[Items from a data source]
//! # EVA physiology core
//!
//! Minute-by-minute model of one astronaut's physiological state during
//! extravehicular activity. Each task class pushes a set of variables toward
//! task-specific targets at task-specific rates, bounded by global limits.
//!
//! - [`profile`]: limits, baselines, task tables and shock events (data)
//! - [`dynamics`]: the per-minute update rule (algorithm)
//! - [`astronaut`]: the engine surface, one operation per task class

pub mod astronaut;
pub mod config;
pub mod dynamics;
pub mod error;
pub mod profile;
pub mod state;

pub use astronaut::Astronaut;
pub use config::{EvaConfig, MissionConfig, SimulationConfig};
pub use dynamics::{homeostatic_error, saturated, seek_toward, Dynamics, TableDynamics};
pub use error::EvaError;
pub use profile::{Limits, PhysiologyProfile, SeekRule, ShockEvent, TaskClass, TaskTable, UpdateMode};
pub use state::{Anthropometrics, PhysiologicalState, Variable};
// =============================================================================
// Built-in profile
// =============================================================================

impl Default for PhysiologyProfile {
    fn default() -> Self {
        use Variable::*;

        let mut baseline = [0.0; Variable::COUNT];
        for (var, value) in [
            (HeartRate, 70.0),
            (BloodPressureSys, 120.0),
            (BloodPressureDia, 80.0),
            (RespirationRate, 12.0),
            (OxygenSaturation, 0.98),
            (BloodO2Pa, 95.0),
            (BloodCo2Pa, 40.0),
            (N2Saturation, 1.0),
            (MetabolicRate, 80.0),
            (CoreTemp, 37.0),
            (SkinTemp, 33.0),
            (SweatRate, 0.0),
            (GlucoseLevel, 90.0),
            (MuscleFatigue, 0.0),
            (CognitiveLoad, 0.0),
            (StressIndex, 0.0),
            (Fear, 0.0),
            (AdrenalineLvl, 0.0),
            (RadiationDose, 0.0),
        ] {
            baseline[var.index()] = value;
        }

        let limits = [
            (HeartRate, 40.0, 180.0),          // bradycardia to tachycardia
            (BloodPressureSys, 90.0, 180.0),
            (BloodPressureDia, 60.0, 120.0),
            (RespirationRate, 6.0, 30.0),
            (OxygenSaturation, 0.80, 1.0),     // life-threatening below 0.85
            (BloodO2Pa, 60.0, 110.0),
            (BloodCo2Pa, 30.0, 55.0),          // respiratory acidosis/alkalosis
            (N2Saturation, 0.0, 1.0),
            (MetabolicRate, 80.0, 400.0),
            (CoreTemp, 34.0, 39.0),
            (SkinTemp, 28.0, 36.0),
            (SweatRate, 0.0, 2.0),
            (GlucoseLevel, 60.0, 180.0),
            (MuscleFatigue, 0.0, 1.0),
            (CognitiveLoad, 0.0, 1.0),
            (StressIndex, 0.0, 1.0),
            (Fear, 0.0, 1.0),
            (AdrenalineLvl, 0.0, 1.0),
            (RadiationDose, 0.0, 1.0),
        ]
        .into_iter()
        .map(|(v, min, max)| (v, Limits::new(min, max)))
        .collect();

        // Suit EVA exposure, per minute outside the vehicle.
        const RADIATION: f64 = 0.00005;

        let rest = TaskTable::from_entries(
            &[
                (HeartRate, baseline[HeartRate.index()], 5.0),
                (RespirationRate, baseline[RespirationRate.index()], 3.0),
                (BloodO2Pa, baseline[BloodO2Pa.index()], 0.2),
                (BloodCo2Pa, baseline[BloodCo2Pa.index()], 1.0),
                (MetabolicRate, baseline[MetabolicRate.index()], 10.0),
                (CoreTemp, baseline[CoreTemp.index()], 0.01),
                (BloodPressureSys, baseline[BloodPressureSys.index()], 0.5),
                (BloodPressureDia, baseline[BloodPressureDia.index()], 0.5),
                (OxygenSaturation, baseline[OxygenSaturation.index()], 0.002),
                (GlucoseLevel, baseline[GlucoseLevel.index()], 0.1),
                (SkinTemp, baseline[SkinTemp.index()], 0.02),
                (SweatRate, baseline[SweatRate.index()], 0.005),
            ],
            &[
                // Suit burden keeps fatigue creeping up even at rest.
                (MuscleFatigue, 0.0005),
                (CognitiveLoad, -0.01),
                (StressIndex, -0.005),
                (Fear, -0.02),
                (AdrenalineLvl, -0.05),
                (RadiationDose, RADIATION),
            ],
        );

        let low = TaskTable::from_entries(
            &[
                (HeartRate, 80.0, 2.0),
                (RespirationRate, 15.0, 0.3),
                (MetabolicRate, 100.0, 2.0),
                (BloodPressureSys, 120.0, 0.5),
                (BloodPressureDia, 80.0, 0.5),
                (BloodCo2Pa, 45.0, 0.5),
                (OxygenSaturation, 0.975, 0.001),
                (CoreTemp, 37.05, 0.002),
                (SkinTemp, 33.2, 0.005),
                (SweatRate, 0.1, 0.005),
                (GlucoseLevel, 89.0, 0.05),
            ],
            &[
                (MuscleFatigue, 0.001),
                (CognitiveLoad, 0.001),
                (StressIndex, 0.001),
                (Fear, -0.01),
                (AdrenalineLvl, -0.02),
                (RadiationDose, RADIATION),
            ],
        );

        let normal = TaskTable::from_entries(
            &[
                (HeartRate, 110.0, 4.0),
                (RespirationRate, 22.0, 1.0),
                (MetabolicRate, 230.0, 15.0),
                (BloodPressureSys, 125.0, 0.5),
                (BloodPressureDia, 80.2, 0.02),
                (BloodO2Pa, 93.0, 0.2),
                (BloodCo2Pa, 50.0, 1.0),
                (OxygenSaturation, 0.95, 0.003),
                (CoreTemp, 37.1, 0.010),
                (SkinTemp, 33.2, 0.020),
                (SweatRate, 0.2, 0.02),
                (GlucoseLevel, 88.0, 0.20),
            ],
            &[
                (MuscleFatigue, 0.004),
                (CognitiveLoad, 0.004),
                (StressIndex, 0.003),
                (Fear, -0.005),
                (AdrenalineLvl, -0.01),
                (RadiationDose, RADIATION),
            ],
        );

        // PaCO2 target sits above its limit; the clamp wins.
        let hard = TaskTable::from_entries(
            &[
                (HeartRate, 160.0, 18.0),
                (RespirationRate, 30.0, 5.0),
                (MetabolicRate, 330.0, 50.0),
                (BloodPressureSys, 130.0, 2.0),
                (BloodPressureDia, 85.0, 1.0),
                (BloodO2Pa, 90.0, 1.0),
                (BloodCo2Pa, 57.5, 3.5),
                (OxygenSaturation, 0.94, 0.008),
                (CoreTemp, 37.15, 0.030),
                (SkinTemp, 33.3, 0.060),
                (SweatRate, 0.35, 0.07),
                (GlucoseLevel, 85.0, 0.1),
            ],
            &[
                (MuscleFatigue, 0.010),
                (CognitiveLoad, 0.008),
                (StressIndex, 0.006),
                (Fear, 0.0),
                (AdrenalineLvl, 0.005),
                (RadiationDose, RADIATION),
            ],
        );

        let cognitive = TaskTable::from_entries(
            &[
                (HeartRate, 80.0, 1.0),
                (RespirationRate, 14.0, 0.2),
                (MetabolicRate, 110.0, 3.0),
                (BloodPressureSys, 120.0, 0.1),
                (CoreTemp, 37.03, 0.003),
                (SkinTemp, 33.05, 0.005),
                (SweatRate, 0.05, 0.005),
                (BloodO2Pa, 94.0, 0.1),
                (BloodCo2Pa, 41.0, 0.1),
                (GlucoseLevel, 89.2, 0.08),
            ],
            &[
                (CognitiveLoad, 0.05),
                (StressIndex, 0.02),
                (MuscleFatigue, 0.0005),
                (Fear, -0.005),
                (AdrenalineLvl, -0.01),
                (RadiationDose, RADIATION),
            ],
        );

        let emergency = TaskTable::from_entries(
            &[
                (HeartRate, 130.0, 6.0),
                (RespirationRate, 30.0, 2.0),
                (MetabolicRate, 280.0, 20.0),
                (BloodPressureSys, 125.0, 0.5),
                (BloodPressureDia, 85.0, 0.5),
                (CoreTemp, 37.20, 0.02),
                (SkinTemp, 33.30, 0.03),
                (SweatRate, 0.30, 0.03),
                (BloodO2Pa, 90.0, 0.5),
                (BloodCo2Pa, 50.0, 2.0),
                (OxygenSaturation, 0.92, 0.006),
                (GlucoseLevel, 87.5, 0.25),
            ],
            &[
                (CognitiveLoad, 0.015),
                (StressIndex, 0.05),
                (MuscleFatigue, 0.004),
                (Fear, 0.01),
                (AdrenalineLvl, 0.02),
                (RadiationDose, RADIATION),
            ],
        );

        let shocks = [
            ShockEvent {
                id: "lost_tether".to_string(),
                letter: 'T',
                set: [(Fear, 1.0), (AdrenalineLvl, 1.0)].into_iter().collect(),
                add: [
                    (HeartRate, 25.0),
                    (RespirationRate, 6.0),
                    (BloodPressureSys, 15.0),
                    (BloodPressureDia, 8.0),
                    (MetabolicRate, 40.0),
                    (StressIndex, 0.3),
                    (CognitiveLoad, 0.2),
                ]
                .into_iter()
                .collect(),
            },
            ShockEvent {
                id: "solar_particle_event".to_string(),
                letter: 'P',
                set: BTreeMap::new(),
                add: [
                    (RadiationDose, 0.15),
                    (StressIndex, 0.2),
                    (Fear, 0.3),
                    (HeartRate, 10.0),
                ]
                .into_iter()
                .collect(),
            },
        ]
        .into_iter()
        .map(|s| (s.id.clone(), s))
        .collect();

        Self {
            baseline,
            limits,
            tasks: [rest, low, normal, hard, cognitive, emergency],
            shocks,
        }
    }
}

_Task to complete_
What lines in the data include the string "PhysiologyProfile"? Copy each one.

_Task output_
pub use profile::{Limits, PhysiologyProfile, SeekRule, ShockEvent, TaskClass, TaskTable, UpdateMode};
impl Default for PhysiologyProfile {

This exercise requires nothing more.